Empresas de apuestas – ganadores
La Copa del Mundo 2026 está en camino de convertirse en el mayor evento de apuestas de todos los tiempos, con unas apuestas estimadas de 50.000 millones de dólares por partido, según la firma de servicios financieros Macquarie, que tiene intereses en la industria del juego.
Dice que esto se debe principalmente a la expansión de equipos, lo que significa que habrá más de 100 partidos disputados, frente a los 64 de 2022.
Flutter Entertainment, propietaria de Paddy Power, Betfair y Sky Bet, prevé que la cantidad de apuestas realizadas sería el doble que en el torneo anterior debido al crecimiento en Estados Unidos y también en Brasil.
Chad Beynon, analista de Macquarie, dice que las apuestas en directo han sustituido a la apuesta tradicional previa al partido.
“Ahora todo se reduce a reaccionar a lo que ves en el campo, ajustar tus opiniones. Antes era más bien sentarse, mirar, esperar: tenías que hacer la apuesta antes del partido”, dice.
Las apuestas deportivas en Estados Unidos siguen siendo una industria relativamente nueva. Hasta 2018, apostar en deportes solo era legal en Nevada, la cuna de Las Vegas, pero una sentencia del Tribunal Supremo allanó el camino para que muchos estados lo legalizaran.

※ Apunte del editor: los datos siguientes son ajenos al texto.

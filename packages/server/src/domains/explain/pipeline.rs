//! Explanation orchestration.
//!
//! redaction → optional retrieval → streamed generation → terminal frame →
//! persistence. The caller has already authenticated and validated; from
//! here on every failure is reported in-band as an `error` frame.

use explain_stream::{
    normalize_newlines, parse_structured, DonePayload, ExplainRequest, Source, StreamFrame,
};
use futures::StreamExt;
use serde_json::Value;
use tokio::sync::mpsc;
use tokio_stream::wrappers::ReceiverStream;
use tracing::{debug, error, info, warn};

use super::demo::demo_explanation;
use super::prompts;
use crate::common::{hash_text, redact, ExplanationRecord};
use crate::domains::auth::AuthContext;
use crate::kernel::{BaseSearchService, ServerDeps};

pub const MAX_SOURCES: usize = 5;
pub const EXCERPT_CHARS: usize = 300;

const FRAME_BUFFER: usize = 64;

/// Selection text as it is allowed to leave the server.
#[derive(Debug, Clone, PartialEq, Eq)]
pub struct PreparedText {
    pub redacted: String,
    /// Hash of the original, unredacted text
    pub text_hash: String,
    pub replacements: usize,
}

pub fn prepare_text(request: &ExplainRequest) -> PreparedText {
    let text_hash = hash_text(&request.text);
    if !request.redaction_enabled {
        return PreparedText {
            redacted: request.text.clone(),
            text_hash,
            replacements: 0,
        };
    }

    let result = redact(&request.text);
    PreparedText {
        replacements: result.count(),
        redacted: result.redacted,
        text_hash,
    }
}

/// Query the retrieval backend. Never fails; a broken backend yields no sources.
pub async fn retrieve_sources(search: Option<&dyn BaseSearchService>, redacted: &str) -> Vec<Source> {
    let Some(search) = search else {
        return Vec::new();
    };

    let query = prompts::retrieval_query(redacted);
    if query.is_empty() {
        return Vec::new();
    }

    match search.search(&query, MAX_SOURCES).await {
        Ok(results) => results
            .into_iter()
            .take(MAX_SOURCES)
            .map(|r| Source {
                title: if r.title.trim().is_empty() {
                    "Untitled".to_string()
                } else {
                    r.title
                },
                url: r.url,
                content: r.content.chars().take(EXCERPT_CHARS).collect(),
                score: r.score,
            })
            .collect(),
        Err(e) => {
            warn!(error = %e, "source retrieval failed, continuing without sources");
            Vec::new()
        }
    }
}

/// Run one explanation, returning its frames in emission order.
///
/// Dropping the returned stream aborts generation at the next token and
/// skips persistence.
pub fn explain(deps: ServerDeps, request: ExplainRequest, auth: AuthContext) -> ReceiverStream<StreamFrame> {
    let (tx, rx) = mpsc::channel(FRAME_BUFFER);
    tokio::spawn(run(deps, request, auth, tx));
    ReceiverStream::new(rx)
}

async fn run(deps: ServerDeps, request: ExplainRequest, auth: AuthContext, tx: mpsc::Sender<StreamFrame>) {
    let prepared = prepare_text(&request);
    info!(
        user_id = %auth.user_id,
        mode = request.mode.as_str(),
        text_len = prepared.redacted.len(),
        replacements = prepared.replacements,
        text_hash = %prepared.text_hash,
        "explain request"
    );

    let Some(generator) = deps.generator.clone() else {
        emit_demo(&tx, prepared.text_hash).await;
        return;
    };

    let sources = tokio::select! {
        _ = tx.closed() => {
            debug!("client disconnected during retrieval");
            return;
        }
        sources = retrieve_sources(deps.search.as_deref(), &prepared.redacted) => sources,
    };
    debug!(count = sources.len(), "sources retrieved");

    let chat = prompts::explain_chat_request(&deps.models.explain_model, &prepared.redacted, &sources);
    let mut tokens = match generator.stream_chat(chat).await {
        Ok(tokens) => tokens,
        Err(e) => {
            error!(error = %e, "generation request failed");
            let _ = tx.send(StreamFrame::error(format!("Generation failed: {}", e))).await;
            return;
        }
    };

    let mut collected = String::new();
    loop {
        let next = tokio::select! {
            _ = tx.closed() => {
                info!(text_hash = %prepared.text_hash, "client disconnected, generation aborted");
                return;
            }
            next = tokens.next() => next,
        };

        match next {
            Some(Ok(token)) => {
                // Keep the stored text identical to what consumers accumulate.
                let token = normalize_newlines(&token);
                collected.push_str(&token);
                if tx.send(StreamFrame::delta(token)).await.is_err() {
                    return;
                }
            }
            Some(Err(e)) => {
                error!(error = %e, "generation failed mid-stream");
                let _ = tx.send(StreamFrame::error(format!("Generation failed: {}", e))).await;
                return;
            }
            None => break,
        }
    }

    let json = parse_structured(&collected).map(|mut explanation| {
        explanation.attach_sources(&sources);
        explanation
    });
    if json.is_none() {
        debug!(len = collected.len(), "output was not structured, sending raw text");
    }

    let response_json = json
        .as_ref()
        .and_then(|explanation| serde_json::to_value(explanation).ok())
        .unwrap_or_else(|| Value::String(collected.clone()));

    let done = StreamFrame::Done(DonePayload {
        json,
        text_hash: prepared.text_hash.clone(),
        sources,
    });
    if tx.send(done).await.is_err() {
        debug!("client disconnected before the terminal frame");
        return;
    }
    drop(tx);

    let record = ExplanationRecord {
        user_id: auth.user_id,
        workspace_id: auth.workspace_id,
        mode: request.mode,
        context_level: request.context_level,
        metadata: request.metadata,
        text_hash: prepared.text_hash,
        response_json,
    };
    if let Err(e) = deps.store.save(record).await {
        warn!(error = %e, "failed to persist explanation");
    }
}

async fn emit_demo(tx: &mpsc::Sender<StreamFrame>, text_hash: String) {
    debug!("demo mode, sending canned explanation");
    let demo = demo_explanation();
    let preview = serde_json::to_string(&demo).unwrap_or_default();

    if tx.send(StreamFrame::delta(preview)).await.is_err() {
        return;
    }
    let _ = tx
        .send(StreamFrame::Done(DonePayload {
            json: Some(demo),
            text_hash,
            sources: Vec::new(),
        }))
        .await;
}

#[cfg(test)]
mod tests {
    use super::*;
    use crate::domains::auth::AuthMethod;
    use crate::kernel::test_dependencies::{MockExplanationStore, MockGenerator, MockSearchService};
    use crate::kernel::TestDependencies;
    use explain_stream::{ContextLevel, Mode, PageMetadata};
    use std::time::Duration;

    const JSON_TOKENS: &[&str] = &[
        "Here you go: {\"summary\": \"Rates",
        " rose.\", \"keyPoints\": [\"a\", \"b\"],",
        " \"bottomLine\": \"Borrowing costs more.\"}",
    ];

    fn request(text: &str) -> ExplainRequest {
        ExplainRequest {
            text: text.to_string(),
            mode: Mode::Executive,
            context_level: ContextLevel::Standard,
            metadata: PageMetadata {
                url: Some("https://news.example.com/a".into()),
                domain: Some("news.example.com".into()),
                title: None,
            },
            redaction_enabled: true,
            context_snippet: None,
            expanded_context_enabled: None,
            conversation_id: None,
        }
    }

    fn auth() -> AuthContext {
        AuthContext {
            user_id: "user-1".into(),
            workspace_id: Some("ws-1".into()),
            method: AuthMethod::ExtensionToken,
        }
    }

    async fn run_to_end(deps: &TestDependencies, request: ExplainRequest) -> Vec<StreamFrame> {
        explain(deps.server_deps(), request, auth()).collect().await
    }

    fn done_payload(frames: &[StreamFrame]) -> &DonePayload {
        match frames.last() {
            Some(StreamFrame::Done(payload)) => payload,
            other => panic!("expected done frame, got {:?}", other),
        }
    }

    #[test]
    fn test_prepare_text_hashes_original() {
        let prepared = prepare_text(&request("mail a@b.com today"));
        assert!(!prepared.redacted.contains("a@b.com"));
        assert_eq!(prepared.replacements, 1);
        assert_eq!(prepared.text_hash, hash_text("mail a@b.com today"));

        let mut plain = request("mail a@b.com today");
        plain.redaction_enabled = false;
        assert_eq!(prepare_text(&plain).redacted, "mail a@b.com today");
    }

    #[tokio::test]
    async fn test_demo_mode_emits_canned_payload() {
        let deps = TestDependencies::new().demo();
        let frames = run_to_end(&deps, request("Some selected text")).await;

        assert_eq!(frames.len(), 2);
        assert!(matches!(&frames[0], StreamFrame::Delta { .. }));
        let done = done_payload(&frames);
        assert_eq!(done.json, Some(demo_explanation()));
        assert_eq!(done.text_hash, hash_text("Some selected text"));

        tokio::time::sleep(Duration::from_millis(20)).await;
        assert_eq!(deps.store.attempts(), 0);
        assert_eq!(deps.search.call_count(), 0);
    }

    #[tokio::test]
    async fn test_streams_tokens_then_structured_done() {
        let deps = TestDependencies::new()
            .with_generator(MockGenerator::new().with_tokens(JSON_TOKENS))
            .with_search(MockSearchService::new().with_result("", "https://src.example", &"x".repeat(400)));

        let frames = run_to_end(&deps, request("Rates rose, call me at a@b.com")).await;

        let deltas: Vec<&str> = frames
            .iter()
            .filter_map(|f| match f {
                StreamFrame::Delta { content } => Some(content.as_str()),
                _ => None,
            })
            .collect();
        assert_eq!(deltas, JSON_TOKENS);

        let done = done_payload(&frames);
        let json = done.json.as_ref().unwrap();
        assert_eq!(json.summary.as_deref(), Some("Rates rose."));
        assert_eq!(json.sources.len(), 1);
        assert_eq!(json.sources[0].title, "Untitled");
        assert_eq!(done.sources[0].content.len(), EXCERPT_CHARS);

        // Only redacted text leaves the server.
        assert!(!deps.search.queries()[0].contains("a@b.com"));
        let calls = deps.generator.calls();
        assert!(!calls[0].messages[1].content.contains("a@b.com"));
        assert!(calls[0].messages[1].content.contains("Relevant sources found"));

        assert_eq!(deps.store.wait_for_attempts(1).await, 1);
        let saved = deps.store.saved();
        assert_eq!(saved[0].user_id, "user-1");
        assert_eq!(saved[0].workspace_id.as_deref(), Some("ws-1"));
        assert_eq!(saved[0].text_hash, done.text_hash);
        assert!(saved[0].response_json.is_object());
    }

    #[tokio::test]
    async fn test_unstructured_output_falls_back_to_raw() {
        let deps = TestDependencies::new()
            .without_retrieval()
            .with_generator(MockGenerator::new().with_tokens(&["Hel", "lo wo", "rld"]));

        let frames = run_to_end(&deps, request("Some text")).await;
        assert_eq!(frames.len(), 4);
        assert!(done_payload(&frames).json.is_none());

        assert_eq!(deps.store.wait_for_attempts(1).await, 1);
        assert_eq!(deps.store.saved()[0].response_json, Value::String("Hello world".into()));
    }

    #[tokio::test]
    async fn test_stored_text_matches_decoded_stream() {
        let deps = TestDependencies::new()
            .without_retrieval()
            .with_generator(MockGenerator::new().with_tokens(&["line one\r", "\nline two\r\n", "end\r"]));

        let frames = run_to_end(&deps, request("Some text")).await;
        let mut decoder = explain_stream::FrameDecoder::new();
        let wire: String = frames.iter().map(explain_stream::encode_frame).collect();
        let mut accumulator = explain_stream::ExplanationAccumulator::new();
        for frame in decoder.push(wire.as_bytes()) {
            accumulator.apply(frame);
        }

        assert_eq!(deps.store.wait_for_attempts(1).await, 1);
        assert_eq!(
            deps.store.saved()[0].response_json,
            Value::String(accumulator.text().to_string())
        );
        assert_eq!(accumulator.text(), "line one\n\nline two\nend\n");
    }

    #[tokio::test]
    async fn test_retrieval_failure_is_not_fatal() {
        let deps = TestDependencies::new()
            .with_generator(MockGenerator::new().with_tokens(JSON_TOKENS))
            .with_search(MockSearchService::new().failing());

        let frames = run_to_end(&deps, request("Some text")).await;
        let done = done_payload(&frames);
        assert!(done.sources.is_empty());
        assert!(done.json.as_ref().unwrap().sources.is_empty());
    }

    #[tokio::test]
    async fn test_mid_stream_failure_ends_with_error_frame() {
        let deps = TestDependencies::new()
            .with_generator(MockGenerator::new().with_tokens(JSON_TOKENS).failing_after(2));

        let frames = run_to_end(&deps, request("Some text")).await;
        assert_eq!(frames.len(), 3);
        match &frames[2] {
            StreamFrame::Error { message } => assert!(message.contains("mid-stream")),
            other => panic!("expected error frame, got {:?}", other),
        }

        tokio::time::sleep(Duration::from_millis(20)).await;
        assert_eq!(deps.store.attempts(), 0);
    }

    #[tokio::test]
    async fn test_rejected_generation_is_single_error_frame() {
        let deps = TestDependencies::new().with_generator(MockGenerator::new().failing_on_start());

        let frames = run_to_end(&deps, request("Some text")).await;
        assert_eq!(frames.len(), 1);
        assert!(matches!(frames[0], StreamFrame::Error { .. }));
    }

    #[tokio::test]
    async fn test_disconnect_aborts_without_persisting() {
        let deps = TestDependencies::new()
            .with_generator(MockGenerator::new().with_tokens(JSON_TOKENS).hanging_after(1));

        let mut frames = explain(deps.server_deps(), request("Some text"), auth());
        assert!(matches!(frames.next().await, Some(StreamFrame::Delta { .. })));
        drop(frames);

        tokio::time::sleep(Duration::from_millis(50)).await;
        assert_eq!(deps.store.attempts(), 0);
    }

    #[tokio::test]
    async fn test_store_failure_is_not_surfaced() {
        let deps = TestDependencies::new()
            .with_generator(MockGenerator::new().with_tokens(JSON_TOKENS))
            .with_store(MockExplanationStore::new().failing());

        let frames = run_to_end(&deps, request("Some text")).await;
        assert!(matches!(frames.last(), Some(StreamFrame::Done(_))));
        assert_eq!(deps.store.wait_for_attempts(1).await, 1);
        assert!(deps.store.saved().is_empty());
    }
}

Sin embargo, todavía hay algunos estados donde sigue siendo ilegal, como California y Texas. En esas áreas ha habido una gran participación en los mercados de predicción —una industria de rápido crecimiento y miles de millones de dólares popular entre los jóvenes— que no se clasifican como apuestas, es decir, pueden usarse para apostar en deportes independientemente del estado en el que se encuentre la persona.